High-frequency (HF) radio waves are capable of extremely long-distance communications links. Rockwell Collins recently showed just how far for wideband, high-data-rate communications, with an HF link of 5,000 miles that successfully transferred data files as large as 1 MB. This form of ground-based communications provides an effective long-distance alternative to satellite communications (satcom) systems that might be blocked or jammed by an adversary.

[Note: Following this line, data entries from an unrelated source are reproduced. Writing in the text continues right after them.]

//! Indentation configuration for code generation.

/// Indentation style for generated code.
#[derive(Debug, Clone, Copy, PartialEq, Eq)]
pub enum Indent {
    /// Spaces with the specified width (e.g., 2 or 4).
    Spaces(u8),
    /// Tab character.
    Tab,
}

impl Indent {
    /// 4-space indentation (PSR-12).
    pub const PHP: Self = Self::Spaces(4);

    /// 4-space indentation used for XML documents.
    pub const XML: Self = Self::Spaces(4);

    /// Convert to the string representation for one indent level.
    pub fn as_str(&self) -> &'static str {
        match self {
            Self::Spaces(2) => "  ",
            Self::Spaces(4) => "    ",
            Self::Spaces(8) => "        ",
            // Fallback to 4 whitespaces
            Self::Spaces(_) => "    ",
            Self::Tab => "\t",
        }
    }
}

impl Default for Indent {
    fn default() -> Self {
        Self::PHP
    }
}

#[cfg(test)]
mod tests {
    use super::*;

    #[test]
    fn test_indent_as_str() {
        assert_eq!(Indent::Spaces(2).as_str(), "  ");
        assert_eq!(Indent::Spaces(4).as_str(), "    ");
        assert_eq!(Indent::Spaces(3).as_str(), "    ");
        assert_eq!(Indent::Tab.as_str(), "\t");
    }

    #[test]
    fn test_default() {
        assert_eq!(Indent::default(), Indent::PHP);
    }
}
//! Language-agnostic code generation traits.

use eyre::Result;

use crate::{Diagnostic, generation::FileRegistry};

/// Trait for target-language generators.
///
/// A generator assembles a module from its manifest, renders it and hands
/// back the files together with the diagnostics collected on the way.
pub trait LanguageCodegen {
    /// Language identifier (e.g., "php")
    fn language(&self) -> &'static str;

    /// Run every snippet invocation and render the result.
    fn build(&self) -> Result<Generated>;
}

/// Rendered output of a generation run.
#[derive(Debug)]
pub struct Generated {
    /// `Vendor_Name`
    pub module_name: String,
    pub files: FileRegistry,
    pub diagnostics: Vec<Diagnostic>,
}

impl Generated {
    pub fn warnings(&self) -> impl Iterator<Item = &Diagnostic> {
        self.diagnostics.iter().filter(|d| d.severity.is_warning())
    }
}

Rockwell Collins wideband, high-frequency (WBHF) communications technology was demonstrated while working under contract to the U.S. Air Force Research Laboratory (AFRL) Information Directorate (contract FA8750-16-C-0269), and as part of Air Combat Command’s attempts to establish reliable long-distance communications under circumstances where satcom systems may not be available. The next-generation WBHF communications network was evaluated over the course of 30 days of testing, transferring a wide range of data files. This advanced system showed numerous performance benefits compared to legacy HF communications systems, as well as standard satellite systems.
“Communications technology that can reliably transfer data files quickly over massive distance gives our military operations a great advantage when executing missions in a denied environment,” said Troy Brunk, vice president and general manager, Communication, Navigation & Electronic Warfare Systems for Rockwell Collins. “We are pleased with the outcome of this demonstration and look forward to seeing the system provide our forces with a cost effective option for resilient over-the-horizon communications.”
The evaluation program builds on existing HF system infrastructure to develop a next-generation solution. The program will continue to explore possible network configurations and waveforms for optimum performance at HF.